Shares are down 8% on Tuesday.
"This quarter will no doubt result in a reset to forward expectations, particularly for the ads business, as investors search for reasons for the fairly meaningful deceleration – we expect the stock to trade sideways while we all grapple with whether this quarter was simply a result of product change headaches or if ad budgets are shifting elsewhere," Nomura Instinet analyst Mark Kelley said.
"We side with the former and maintain our Buy rating, though calls for more disclosure to help us all with these questions were once again a main theme, and with good reason," the analyst added.
Google revenue increased 17%, slower than the 28% pace a year earlier. Advertising sales increased 15%, compared with a 24% growth rate a year ago. Alphabet executives said on the earnings call that the slowdown was due to currency fluctuations and timing of product changes but analysts apparently wanted more.
The parade of transparency calls continued with analysts at J.P. Morgan. "Overall, we expect GOOGL shares to be under pressure in the near-term given sub-20% revenue growth & downward earnings revisions.

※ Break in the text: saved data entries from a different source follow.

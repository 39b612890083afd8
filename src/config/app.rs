use sickfits_auth::{AccessPredicate, AuthBinding, SessionCodec, is_access_allowed};
use sickfits_config::{
    CorsConfig, DatabaseConfig, ServerConfig, SessionConfig, Settings, StartupFlags,
};
use sickfits_models::SchemaSet;
use tracing::info;

#[derive(Clone, Debug)]
pub struct UiConfig {
    /// Run on every admin request with the request's session, if any.
    pub is_access_allowed: AccessPredicate,
}

impl Default for UiConfig {
    fn default() -> Self {
        Self { is_access_allowed }
    }
}

/// Everything the server needs, fixed at startup.
#[derive(Clone, Debug)]
pub struct AppConfig {
    pub server: ServerConfig,
    pub db: DatabaseConfig,
    pub session: SessionConfig,
    pub cors: CorsConfig,
    pub lists: SchemaSet,
    pub ui: UiConfig,
    pub startup: StartupFlags,
}

impl AppConfig {
    pub fn assemble(settings: Settings, startup: StartupFlags) -> Self {
        Self {
            server: settings.server,
            db: settings.database,
            session: settings.session,
            cors: settings.cors,
            lists: SchemaSet::sick_fits(),
            ui: UiConfig::default(),
            startup,
        }
    }
}

/// An [`AppConfig`] whose auth binding has been checked against its schema,
/// together with the session codec built from its session settings.
#[derive(Clone, Debug)]
pub struct SystemConfig {
    pub app: AppConfig,
    pub auth: AuthBinding,
    pub sessions: SessionCodec,
}

/// Binds authentication to a configuration. Fails when the binding names
/// lists or fields the schema does not have, or when sessions cannot be
/// signed because `COOKIE_SECRET` is missing.
pub fn with_auth(auth: AuthBinding, app: AppConfig) -> anyhow::Result<SystemConfig> {
    auth.validate(&app.lists)?;
    let sessions = SessionCodec::new(app.session.clone())?;
    Ok(SystemConfig {
        app,
        auth,
        sessions,
    })
}

pub fn build_system_config(
    settings: Settings,
    startup: StartupFlags,
) -> anyhow::Result<SystemConfig> {
    let app = AppConfig::assemble(settings, startup);
    let config = with_auth(AuthBinding::sick_fits(), app)?;

    info!(
        lists = ?config.app.lists.keys(),
        auth_list = config.auth.list_key,
        seed_data = config.app.startup.seed_data,
        "Configuration assembled"
    );

    Ok(config)
}
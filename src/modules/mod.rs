pub mod admin;
pub mod auth;

pub use self::auth::model::SigninRequest;
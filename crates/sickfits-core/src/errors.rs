//! Application error type.
//!
//! Every fallible request path returns [`AppError`], which pairs an HTTP
//! status with an [`anyhow::Error`]. Anything convertible into an
//! `anyhow::Error` (sqlx, jsonwebtoken, bcrypt, ...) converts into an
//! `AppError` with status 500 through `?`.

use anyhow::Error;
use axum::{
    Json,
    http::StatusCode,
    response::{IntoResponse, Response},
};
use serde_json::json;

#[derive(Debug)]
pub struct AppError {
    pub status: StatusCode,
    pub error: Error,
}

impl AppError {
    pub fn new<E>(status: StatusCode, err: E) -> Self
    where
        E: Into<Error>,
    {
        Self {
            status,
            error: err.into(),
        }
    }

    pub fn internal<E>(err: E) -> Self
    where
        E: Into<Error>,
    {
        Self::new(StatusCode::INTERNAL_SERVER_ERROR, err)
    }

    pub fn bad_request<E>(err: E) -> Self
    where
        E: Into<Error>,
    {
        Self::new(StatusCode::BAD_REQUEST, err)
    }

    pub fn not_found<E>(err: E) -> Self
    where
        E: Into<Error>,
    {
        Self::new(StatusCode::NOT_FOUND, err)
    }

    pub fn conflict<E>(err: E) -> Self
    where
        E: Into<Error>,
    {
        Self::new(StatusCode::CONFLICT, err)
    }

    pub fn unprocessable<E>(err: E) -> Self
    where
        E: Into<Error>,
    {
        Self::new(StatusCode::UNPROCESSABLE_ENTITY, err)
    }

    /// 401 with a plain message.
    pub fn unauthorized(message: impl Into<String>) -> Self {
        Self::new(StatusCode::UNAUTHORIZED, anyhow::anyhow!(message.into()))
    }

    /// 403 with a plain message.
    pub fn forbidden(message: impl Into<String>) -> Self {
        Self::new(StatusCode::FORBIDDEN, anyhow::anyhow!(message.into()))
    }

    /// 500 with a plain message.
    pub fn internal_error(message: impl Into<String>) -> Self {
        Self::internal(anyhow::anyhow!(message.into()))
    }
}

impl IntoResponse for AppError {
    fn into_response(self) -> Response {
        let body = Json(json!({
            "error": self.error.to_string()
        }));

        (self.status, body).into_response()
    }
}

impl<E> From<E> for AppError
where
    E: Into<Error>,
{
    fn from(err: E) -> Self {
        AppError::internal(err)
    }
}

#[cfg(test)]
mod tests {
    use super::*;

    #[test]
    fn test_question_mark_conversion_is_internal() {
        fn fails() -> Result<(), AppError> {
            let parsed: Result<i32, std::num::ParseIntError> = "nope".parse();
            parsed?;
            Ok(())
        }

        let err = fails().unwrap_err();
        assert_eq!(err.status, StatusCode::INTERNAL_SERVER_ERROR);
    }

    #[test]
    fn test_unauthorized_message() {
        let err = AppError::unauthorized("Authentication failed.");
        assert_eq!(err.status, StatusCode::UNAUTHORIZED);
        assert_eq!(err.error.to_string(), "Authentication failed.");
    }

    #[test]
    fn test_into_response_status() {
        let response = AppError::conflict(anyhow::anyhow!("taken")).into_response();
        assert_eq!(response.status(), StatusCode::CONFLICT);
    }
}
use std::sync::Arc;

use sickfits_auth::SessionCodec;
use sqlx::PgPool;

use crate::config::SystemConfig;

#[derive(Clone, Debug)]
pub struct AppState {
    pub db: PgPool,
    pub config: Arc<SystemConfig>,
    pub sessions: SessionCodec,
}

impl AppState {
    pub fn new(db: PgPool, config: SystemConfig) -> Self {
        let sessions = config.sessions.clone();
        Self {
            db,
            config: Arc::new(config),
            sessions,
        }
    }
}
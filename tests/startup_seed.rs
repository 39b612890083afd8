use std::sync::{Arc, Mutex};

use anyhow::anyhow;
use sickfits::config::{DatabaseConfig, StartupFlags};
use sickfits::startup::{Connector, SeedRoutine, connect_and_seed};

type Events = Arc<Mutex<Vec<&'static str>>>;

struct FakeConnector {
    events: Events,
    fail: bool,
}

struct FakeConnection;

impl Connector for FakeConnector {
    type Connection = FakeConnection;

    async fn connect(&self, _config: &DatabaseConfig) -> anyhow::Result<FakeConnection> {
        self.events.lock().unwrap().push("connect");
        if self.fail {
            return Err(anyhow!("connection refused"));
        }
        Ok(FakeConnection)
    }
}

struct FakeSeeder {
    events: Events,
    fail: bool,
}

impl SeedRoutine<FakeConnection> for FakeSeeder {
    async fn insert_seed_data(&self, _connection: &FakeConnection) -> anyhow::Result<()> {
        self.events.lock().unwrap().push("seed");
        if self.fail {
            return Err(anyhow!("duplicate key value"));
        }
        Ok(())
    }
}

fn fakes(connect_fails: bool, seed_fails: bool) -> (Events, FakeConnector, FakeSeeder) {
    let events: Events = Arc::new(Mutex::new(Vec::new()));
    (
        events.clone(),
        FakeConnector {
            events: events.clone(),
            fail: connect_fails,
        },
        FakeSeeder {
            events,
            fail: seed_fails,
        },
    )
}

fn database_config() -> DatabaseConfig {
    DatabaseConfig::from_lookup(&|_: &str| None)
}

#[tokio::test]
async fn test_seed_runs_once_after_connect_with_flag() {
    let (events, connector, seeder) = fakes(false, false);
    let flags = StartupFlags::from_args(["sickfits", "--seed-data"]);

    connect_and_seed(&database_config(), flags, &connector, &seeder)
        .await
        .unwrap();

    assert_eq!(*events.lock().unwrap(), vec!["connect", "seed"]);
}

#[tokio::test]
async fn test_seed_never_runs_without_flag() {
    let (events, connector, seeder) = fakes(false, false);
    let flags = StartupFlags::from_args(["sickfits"]);

    connect_and_seed(&database_config(), flags, &connector, &seeder)
        .await
        .unwrap();

    assert_eq!(*events.lock().unwrap(), vec!["connect"]);
}

#[tokio::test]
async fn test_seed_not_run_when_connect_fails() {
    let (events, connector, seeder) = fakes(true, false);
    let flags = StartupFlags::from_args(["--seed-data"]);

    let result = connect_and_seed(&database_config(), flags, &connector, &seeder).await;

    assert!(result.is_err());
    assert_eq!(*events.lock().unwrap(), vec!["connect"]);
}

#[tokio::test]
async fn test_seed_failure_aborts_startup_unchanged() {
    let (events, connector, seeder) = fakes(false, true);
    let flags = StartupFlags::from_args(["--seed-data"]);

    let err = connect_and_seed(&database_config(), flags, &connector, &seeder)
        .await
        .err()
        .unwrap();

    assert_eq!(err.to_string(), "duplicate key value");
    assert_eq!(*events.lock().unwrap(), vec!["connect", "seed"]);
}
use crate::docs::ApiDoc;
use crate::logging::logging_middleware;
use crate::middleware::ui_access::require_ui_access;
use crate::modules::admin::init_admin_router;
use crate::modules::auth::init_auth_router;
use crate::state::AppState;
use anyhow::{Context, bail};
use axum::http::{HeaderValue, Method, header};
use axum::{Router, middleware};
use sickfits_config::CorsConfig;
use tower_http::cors::CorsLayer;
use utoipa::OpenApi;
use utoipa_swagger_ui::SwaggerUi;

/// Builds the application router. Fails when the configured origins cannot
/// be used for a credentialed CORS policy.
pub fn init_router(state: AppState) -> anyhow::Result<Router> {
    let cors = cors_layer(&state.config.app.cors)?;

    Ok(Router::new()
        .merge(SwaggerUi::new("/swagger-ui").url("/api-docs/openapi.json", ApiDoc::openapi()))
        .nest("/api", Router::new().nest("/auth", init_auth_router()))
        .nest(
            "/admin",
            init_admin_router()
                .route_layer(middleware::from_fn_with_state(state.clone(), require_ui_access)),
        )
        .with_state(state.clone())
        .layer(cors)
        .layer(middleware::from_fn_with_state(state, logging_middleware)))
}

/// Exactly the configured origins, with credentials. A wildcard cannot be
/// combined with credentials and is rejected, as is any origin that is not a
/// valid header value.
pub fn cors_layer(cors: &CorsConfig) -> anyhow::Result<CorsLayer> {
    let mut allowed_origins = Vec::with_capacity(cors.origins.len());
    for origin in &cors.origins {
        if origin.trim() == "*" {
            bail!("FRONTEND_URL cannot be '*' while CORS credentials are enabled");
        }
        let value = HeaderValue::from_str(origin)
            .with_context(|| format!("FRONTEND_URL {:?} is not a valid origin", origin))?;
        allowed_origins.push(value);
    }

    Ok(CorsLayer::new()
        .allow_origin(allowed_origins)
        .allow_methods([Method::GET, Method::POST, Method::OPTIONS])
        .allow_headers([header::CONTENT_TYPE, header::ACCEPT])
        .allow_credentials(cors.credentials))
}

As noted above, the exact drivers of GOOGL's slowing topline are unclear, & we believe frustration around GOOGL's lack of transparency will only increase," they said.
Revenue deceleration was enough for analysts at Stifel who downgraded the stock to hold from buy. "The unexpected degree of revenue deceleration and lower visibility into the near-term reacceleration / deceleration potential lead us to believe the multiple on shares may be challenged to move meaningfully higher over the next twelve months," Stifel analyst Scott Devitt wrote.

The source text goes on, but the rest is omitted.